Neville Hobson is co-host of For Immediate Release, one of the better podcasts on the net at the moment and one I try not to miss.
Neville is a big proponent of the virtues of Second Life and is heavily involved in a company called Crayon, which specialises in helping customers make sense of all the new media out there. Crayon held their launch in Second Life.
I will be interviewing Neville tomorrow morning (March 30th) for a PodLeaders podcast. If you have any questions you would like me to put to him, please leave them in the comments of this post.
7 thoughts on “Any questions for Neville Hobson?”
My problem with Second Life is the disconnect when moving between the “game” and the rest of my digital life (Mac desktop, browser, email client etc.) It takes time to load and even when run as a window switching between it and everything else is not as slick as other applications.
Is Second Life best as a completely immersive experience or will the boundary start to fade and switching between it and everything else become faster and easier?
You might ask him if he would like to comment on the articles on Second Life by Randolph Harrison.
How does Neville think the imminent integration of voice functionality will affect the culture of Second Life? Will it erode the fantasy side of the environment?

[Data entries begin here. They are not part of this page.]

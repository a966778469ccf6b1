use super::models::GatewayResponse;
use crate::MonitorError;
use encoding_rs::GBK;
use serde::de::DeserializeOwned;
use serde::Serialize;

/// The gateway expects this exact declaration in front of every request.
pub const XML_DECLARATION: &str = r#"<?xml version="1.0" encoding = "GBK"?>"#;

/// Serialize a request document and transcode it to GBK.
pub fn encode_request<T: Serialize>(request: &T) -> Result<Vec<u8>, MonitorError> {
    let body = quick_xml::se::to_string(request).map_err(|e| MonitorError::Xml(e.to_string()))?;
    let document = format!("{XML_DECLARATION}{body}");

    let (bytes, _, had_errors) = GBK.encode(&document);
    if had_errors {
        return Err(MonitorError::Encoding(
            "request contains characters outside GBK".to_string(),
        ));
    }
    Ok(bytes.into_owned())
}

pub fn decode_gbk(raw: &[u8]) -> Result<String, MonitorError> {
    let (text, had_errors) = GBK.decode_without_bom_handling(raw);
    if had_errors {
        return Err(MonitorError::Encoding(
            "response is not valid GBK".to_string(),
        ));
    }
    Ok(text.into_owned())
}

/// Decode a GBK reply, parse it, and check its `INFO` return code.
pub fn decode_response<T>(raw: &[u8]) -> Result<T, MonitorError>
where
    T: DeserializeOwned + GatewayResponse,
{
    let text = decode_gbk(raw)?;
    // The text is UTF-8 now; the declaration has to agree.
    let text = text.replacen("GBK", "UTF-8", 1);

    let response: T = quick_xml::de::from_str(&text).map_err(|e| MonitorError::Xml(e.to_string()))?;
    response.validate()?;
    Ok(response)
}
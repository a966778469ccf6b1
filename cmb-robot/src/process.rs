//! Process lookup and lifecycle for the supervised client.

use crate::RobotError;
use std::path::Path;
use std::process::Command;
use sysinfo::{Pid, ProcessesToUpdate, System};
use tracing::debug;

/// File name part of an executable path, accepting either separator.
pub fn exe_file_name(path: &str) -> &str {
    path.rsplit(['\\', '/']).next().unwrap_or(path)
}

pub fn find_process_by_exe(exe_name: &str) -> Option<u32> {
    let mut system = System::new();
    system.refresh_processes(ProcessesToUpdate::All, true);

    system
        .processes()
        .iter()
        .find(|(_, process)| process.name().to_string_lossy().eq_ignore_ascii_case(exe_name))
        .map(|(pid, _)| pid.as_u32())
}

pub fn kill_process(pid: u32) -> Result<(), RobotError> {
    let mut system = System::new();
    system.refresh_processes(ProcessesToUpdate::All, true);

    match system.process(Pid::from_u32(pid)) {
        Some(process) => {
            if process.kill() {
                debug!(pid, "killed process");
                Ok(())
            } else {
                Err(RobotError::RestartFailure(format!(
                    "failed to kill process {pid}"
                )))
            }
        }
        // Already gone.
        None => Ok(()),
    }
}

/// Start `path` with its own directory as the working directory.
pub fn launch(path: &str) -> Result<u32, RobotError> {
    let mut command = Command::new(path);
    if let Some(dir) = Path::new(path).parent().filter(|d| !d.as_os_str().is_empty()) {
        command.current_dir(dir);
    }
    let child = command
        .spawn()
        .map_err(|e| RobotError::RestartFailure(format!("failed to start {path}: {e}")))?;
    Ok(child.id())
}
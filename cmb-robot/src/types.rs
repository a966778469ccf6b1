//! Plain data shared by the locator, input and list-view layers.

use std::fmt;

/// A window observed in the target application.
///
/// Only valid for the operation that produced it: dialogs come and go under
/// the target's control, so handles are re-resolved every time.
#[derive(Clone, PartialEq, Eq)]
pub struct WindowRef {
    pub hwnd: isize,
    pub class: String,
    /// Caption for top-level windows, control text for children.
    pub text: String,
    pub visible: bool,
    pub pid: u32,
}

impl fmt::Debug for WindowRef {
    fn fmt(&self, f: &mut fmt::Formatter<'_>) -> fmt::Result {
        f.debug_struct("WindowRef")
            .field("hwnd", &format_args!("{:#x}", self.hwnd))
            .field("class", &self.class)
            .field("text", &self.text)
            .finish()
    }
}

/// Predicate over window descriptors.
#[derive(Debug, Clone, PartialEq, Eq)]
pub enum WindowFilter {
    Any,
    ClassEquals(String),
    ClassPrefix(String),
    TextEquals(String),
    TextContains(String),
    All(Vec<WindowFilter>),
}

impl WindowFilter {
    pub fn class(class: impl Into<String>) -> Self {
        WindowFilter::ClassEquals(class.into())
    }

    pub fn class_prefix(prefix: impl Into<String>) -> Self {
        WindowFilter::ClassPrefix(prefix.into())
    }

    pub fn text(text: impl Into<String>) -> Self {
        WindowFilter::TextEquals(text.into())
    }

    pub fn text_contains(needle: impl Into<String>) -> Self {
        WindowFilter::TextContains(needle.into())
    }

    pub fn and(self, other: WindowFilter) -> Self {
        match self {
            WindowFilter::All(mut filters) => {
                filters.push(other);
                WindowFilter::All(filters)
            }
            WindowFilter::Any => other,
            first => WindowFilter::All(vec![first, other]),
        }
    }

    pub fn matches(&self, window: &WindowRef) -> bool {
        match self {
            WindowFilter::Any => true,
            WindowFilter::ClassEquals(class) => window.class == *class,
            WindowFilter::ClassPrefix(prefix) => window.class.starts_with(prefix.as_str()),
            WindowFilter::TextEquals(text) => window.text == *text,
            WindowFilter::TextContains(needle) => window.text.contains(needle.as_str()),
            WindowFilter::All(filters) => filters.iter().all(|f| f.matches(window)),
        }
    }
}

/// Describes a modal dialog to detect and dismiss.
///
/// Structural match (class, title) first, then content: the dialog only
/// counts when one of its children contains `content`.
#[derive(Debug, Clone, PartialEq, Eq)]
pub struct DialogMatch {
    pub class: String,
    /// `None` accepts any caption.
    pub title: Option<String>,
    pub button: Option<String>,
    pub content: Option<String>,
}

impl DialogMatch {
    pub fn new(class: impl Into<String>) -> Self {
        Self {
            class: class.into(),
            title: None,
            button: None,
            content: None,
        }
    }

    pub fn title(mut self, title: impl Into<String>) -> Self {
        self.title = Some(title.into());
        self
    }

    pub fn button(mut self, label: impl Into<String>) -> Self {
        self.button = Some(label.into());
        self
    }

    pub fn content(mut self, needle: impl Into<String>) -> Self {
        self.content = Some(needle.into());
        self
    }

    /// Structural half of the match.
    pub fn matches_frame(&self, window: &WindowRef) -> bool {
        window.class == self.class
            && self
                .title
                .as_deref()
                .map_or(true, |title| window.text == title)
    }
}

/// Windows virtual-key code.
#[derive(Debug, Clone, Copy, PartialEq, Eq, Hash)]
pub struct KeyCode(pub u16);

impl KeyCode {
    pub const CONTROL: KeyCode = KeyCode(0x11);

    /// Letters and digits share their virtual-key code with the ASCII code.
    pub const fn letter(c: u8) -> KeyCode {
        KeyCode(c.to_ascii_uppercase() as u16)
    }

    /// Key used to type one password character into a security control.
    /// The control consumes raw key codes, so the code unit is sent as-is.
    pub fn from_char(c: char) -> Option<KeyCode> {
        u16::try_from(c as u32).ok().map(KeyCode)
    }
}

#[derive(Debug, Clone, Copy, PartialEq, Eq)]
pub struct KeyEvent {
    pub key: KeyCode,
    pub up: bool,
}

impl KeyEvent {
    pub fn down(key: KeyCode) -> Self {
        Self { key, up: false }
    }

    pub fn up(key: KeyCode) -> Self {
        Self { key, up: true }
    }
}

What opportunities are afforded by the increasingly immersive capabilities going forward, for example regarding telepresence vis-a-vis high-end systems like Cisco’s Telepresence 3000.
Could you ask Neville the following question:
Second Life is very time consuming and lags quite a lot despite this there has been an initial rush to setup businesses there and many educators are investing a lot of time and effort in Second Life to try to get the virtual world of education going.
Is there not the fear that something better will come along as in the case of Sonys PS3 Home community and peoples attention being focused into something that works faster and is better.Admittedly not everyone will have a PS3 console so “Home” may become an elite community however people will more be inclined to join the better looking community.How does Second Life expect to survive with
so much change coming and cope with the continuous competition?
I’ll be interested to hear what their plans are for Crayon. Seems like a lot of marketing done in and around Second Life. Is that the only platform Crayon uses for its marketing efforts? How are they using new tools like twitter?
Another q Tom.
Do you believe virtual communities hurt real communities?Is it such a smart thing to devote so much attention to fantasy when there is so much to be done in the first Life?Whats your take/opinion?